Collected data entries:
──────────
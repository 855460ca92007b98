//! Standalone reservations and room availability

use std::sync::Arc;

use chrono::NaiveDate;
use tracing::info;

use super::notify_detached;
use crate::application::ports::NotificationSender;
use crate::domain::reservation::{NewReservation, ReservationFilter};
use crate::domain::{
    DomainError, DomainResult, RepositoryProvider, Reservation, ReservationStatus, Room,
    TimeRange,
};
use crate::notifications::{Event, ReservationCreatedEvent};
use crate::shared::Clock;

#[derive(Debug, Clone)]
pub struct CreateReservationCommand {
    pub room_id: i32,
    pub professional_id: i32,
    pub date: NaiveDate,
    pub start_time: String,
    pub end_time: String,
    pub notes: Option<String>,
}

/// A range of a room's day held by a live reservation.
#[derive(Debug, Clone, PartialEq, Eq)]
pub struct BusySlot {
    pub range: TimeRange,
    pub reservation_id: i32,
    pub status: ReservationStatus,
}

pub struct BookingService {
    repos: Arc<dyn RepositoryProvider>,
    notifier: Arc<dyn NotificationSender>,
    clock: Arc<dyn Clock>,
}

impl BookingService {
    pub fn new(
        repos: Arc<dyn RepositoryProvider>,
        notifier: Arc<dyn NotificationSender>,
        clock: Arc<dyn Clock>,
    ) -> Self {
        Self {
            repos,
            notifier,
            clock,
        }
    }

    /// Book a room once. Conflicts are checked inside the insert transaction.
    pub async fn create(&self, cmd: CreateReservationCommand) -> DomainResult<Reservation> {
        let range = TimeRange::parse(&cmd.start_time, &cmd.end_time)?;
        if cmd.date < self.clock.today() {
            return Err(DomainError::Validation(format!(
                "date {} is in the past",
                cmd.date
            )));
        }

        self.room(cmd.room_id).await?.ensure_bookable(None)?;
        self.repos
            .users()
            .find_by_id(cmd.professional_id)
            .await?
            .ok_or_else(|| DomainError::not_found("User", "id", cmd.professional_id))?
            .ensure_active()?;

        let new = NewReservation::standalone(
            cmd.room_id,
            cmd.professional_id,
            cmd.date,
            range,
            cmd.notes,
        );
        let reservation = match self.repos.reservations().create_checked(new).await {
            Err(DomainError::ScheduleConflict(conflicts)) => {
                metrics::counter!("schedule_conflicts_detected_total")
                    .increment(conflicts.len() as u64);
                return Err(DomainError::ScheduleConflict(conflicts));
            }
            other => other?,
        };

        info!(
            reservation_id = reservation.id,
            room_id = reservation.room_id,
            date = %reservation.date,
            range = %reservation.range,
            "Reservation created"
        );

        notify_detached(
            &self.notifier,
            Event::ReservationCreated(ReservationCreatedEvent {
                reservation_id: reservation.id,
                room_id: reservation.room_id,
                professional_id: reservation.professional_id,
                date: reservation.date,
                start_time: reservation.range.start().format("%H:%M").to_string(),
                end_time: reservation.range.end().format("%H:%M").to_string(),
            }),
        );

        Ok(reservation)
    }

    pub async fn get(&self, id: i32) -> DomainResult<Reservation> {
        self.repos
            .reservations()
            .find_by_id(id)
            .await?
            .ok_or_else(|| DomainError::not_found("Reservation", "id", id))
    }

    pub async fn list(&self, filter: ReservationFilter) -> DomainResult<Vec<Reservation>> {
        if let (Some(from), Some(to)) = (filter.date_from, filter.date_to) {
            if from > to {
                return Err(DomainError::validation("dateFrom must not be after dateTo"));
            }
        }
        self.repos.reservations().find(&filter).await
    }

    pub async fn change_status(
        &self,
        id: i32,
        status: ReservationStatus,
    ) -> DomainResult<Reservation> {
        let current = self.get(id).await?;
        let mut reservation = current.clone();
        reservation.transition_to(status, self.clock.now_utc())?;
        self.repos.reservations().update(&current, &reservation).await?;

        info!(
            reservation_id = id,
            from = %current.status,
            to = %status,
            "Reservation status changed"
        );
        Ok(reservation)
    }

    pub async fn list_rooms(&self, sede_id: Option<i32>) -> DomainResult<Vec<Room>> {
        self.repos.rooms().find_all(sede_id).await
    }

    /// Ranges of `date` already held in the room, ordered by start time.
    pub async fn availability(&self, room_id: i32, date: NaiveDate) -> DomainResult<Vec<BusySlot>> {
        self.room(room_id).await?;
        let filter = ReservationFilter {
            room_id: Some(room_id),
            date_from: Some(date),
            date_to: Some(date),
            ..Default::default()
        };
        let busy = self
            .repos
            .reservations()
            .find(&filter)
            .await?
            .into_iter()
            .filter(|r| r.status.blocks_room())
            .map(|r| BusySlot {
                range: r.range,
                reservation_id: r.id,
                status: r.status,
            })
            .collect();
        Ok(busy)
    }

    async fn room(&self, id: i32) -> DomainResult<Room> {
        self.repos
            .rooms()
            .find_by_id(id)
            .await?
            .ok_or_else(|| DomainError::not_found("Room", "id", id))
    }
}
──────────
Nothing should be left out. Reproduce all the entries precisely.

SOLUTION »
repository 855460ca92007b98
//! Standalone reservations and room availability

use std::sync::Arc;

use chrono::NaiveDate;
use tracing::info;

use super::notify_detached;
use crate::application::ports::NotificationSender;
use crate::domain::reservation::{NewReservation, ReservationFilter};
use crate::domain::{
    DomainError, DomainResult, RepositoryProvider, Reservation, ReservationStatus, Room,
    TimeRange,
};
use crate::notifications::{Event, ReservationCreatedEvent};
use crate::shared::Clock;

#[derive(Debug, Clone)]
pub struct CreateReservationCommand {
    pub room_id: i32,
    pub professional_id: i32,
    pub date: NaiveDate,
    pub start_time: String,
    pub end_time: String,
    pub notes: Option<String>,
}

/// A range of a room's day held by a live reservation.
#[derive(Debug, Clone, PartialEq, Eq)]
pub struct BusySlot {
    pub range: TimeRange,
    pub reservation_id: i32,
    pub status: ReservationStatus,
}

pub struct BookingService {
    repos: Arc<dyn RepositoryProvider>,
    notifier: Arc<dyn NotificationSender>,
    clock: Arc<dyn Clock>,
}

impl BookingService {
    pub fn new(
        repos: Arc<dyn RepositoryProvider>,
        notifier: Arc<dyn NotificationSender>,
        clock: Arc<dyn Clock>,
    ) -> Self {
        Self {
            repos,
            notifier,
            clock,
        }
    }

    /// Book a room once. Conflicts are checked inside the insert transaction.
    pub async fn create(&self, cmd: CreateReservationCommand) -> DomainResult<Reservation> {
        let range = TimeRange::parse(&cmd.start_time, &cmd.end_time)?;
        if cmd.date < self.clock.today() {
            return Err(DomainError::Validation(format!(
                "date {} is in the past",
                cmd.date
            )));
        }

        self.room(cmd.room_id).await?.ensure_bookable(None)?;
        self.repos
            .users()
            .find_by_id(cmd.professional_id)
            .await?
            .ok_or_else(|| DomainError::not_found("User", "id", cmd.professional_id))?
            .ensure_active()?;

        let new = NewReservation::standalone(
            cmd.room_id,
            cmd.professional_id,
            cmd.date,
            range,
            cmd.notes,
        );
        let reservation = match self.repos.reservations().create_checked(new).await {
            Err(DomainError::ScheduleConflict(conflicts)) => {
                metrics::counter!("schedule_conflicts_detected_total")
                    .increment(conflicts.len() as u64);
                return Err(DomainError::ScheduleConflict(conflicts));
            }
            other => other?,
        };

        info!(
            reservation_id = reservation.id,
            room_id = reservation.room_id,
            date = %reservation.date,
            range = %reservation.range,
            "Reservation created"
        );

        notify_detached(
            &self.notifier,
            Event::ReservationCreated(ReservationCreatedEvent {
                reservation_id: reservation.id,
                room_id: reservation.room_id,
                professional_id: reservation.professional_id,
                date: reservation.date,
                start_time: reservation.range.start().format("%H:%M").to_string(),
                end_time: reservation.range.end().format("%H:%M").to_string(),
            }),
        );

        Ok(reservation)
    }

    pub async fn get(&self, id: i32) -> DomainResult<Reservation> {
        self.repos
            .reservations()
            .find_by_id(id)
            .await?
            .ok_or_else(|| DomainError::not_found("Reservation", "id", id))
    }

    pub async fn list(&self, filter: ReservationFilter) -> DomainResult<Vec<Reservation>> {
        if let (Some(from), Some(to)) = (filter.date_from, filter.date_to) {
            if from > to {
                return Err(DomainError::validation("dateFrom must not be after dateTo"));
            }
        }
        self.repos.reservations().find(&filter).await
    }

    pub async fn change_status(
        &self,
        id: i32,
        status: ReservationStatus,
    ) -> DomainResult<Reservation> {
        let current = self.get(id).await?;
        let mut reservation = current.clone();
        reservation.transition_to(status, self.clock.now_utc())?;
        self.repos.reservations().update(&current, &reservation).await?;

        info!(
            reservation_id = id,
            from = %current.status,
            to = %status,
            "Reservation status changed"
        );
        Ok(reservation)
    }

    pub async fn list_rooms(&self, sede_id: Option<i32>) -> DomainResult<Vec<Room>> {
        self.repos.rooms().find_all(sede_id).await
    }

    /// Ranges of `date` already held in the room, ordered by start time.
    pub async fn availability(&self, room_id: i32, date: NaiveDate) -> DomainResult<Vec<BusySlot>> {
        self.room(room_id).await?;
        let filter = ReservationFilter {
            room_id: Some(room_id),
            date_from: Some(date),
            date_to: Some(date),
            ..Default::default()
        };
        let busy = self
            .repos
            .reservations()
            .find(&filter)
            .await?
            .into_iter()
            .filter(|r| r.status.blocks_room())
            .map(|r| BusySlot {
                range: r.range,
                reservation_id: r.id,
                status: r.status,
            })
            .collect();
        Ok(busy)
    }

    async fn room(&self, id: i32) -> DomainResult<Room> {
        self.repos
            .rooms()
            .find_by_id(id)
            .await?
            .ok_or_else(|| DomainError::not_found("Room", "id", id))
    }
}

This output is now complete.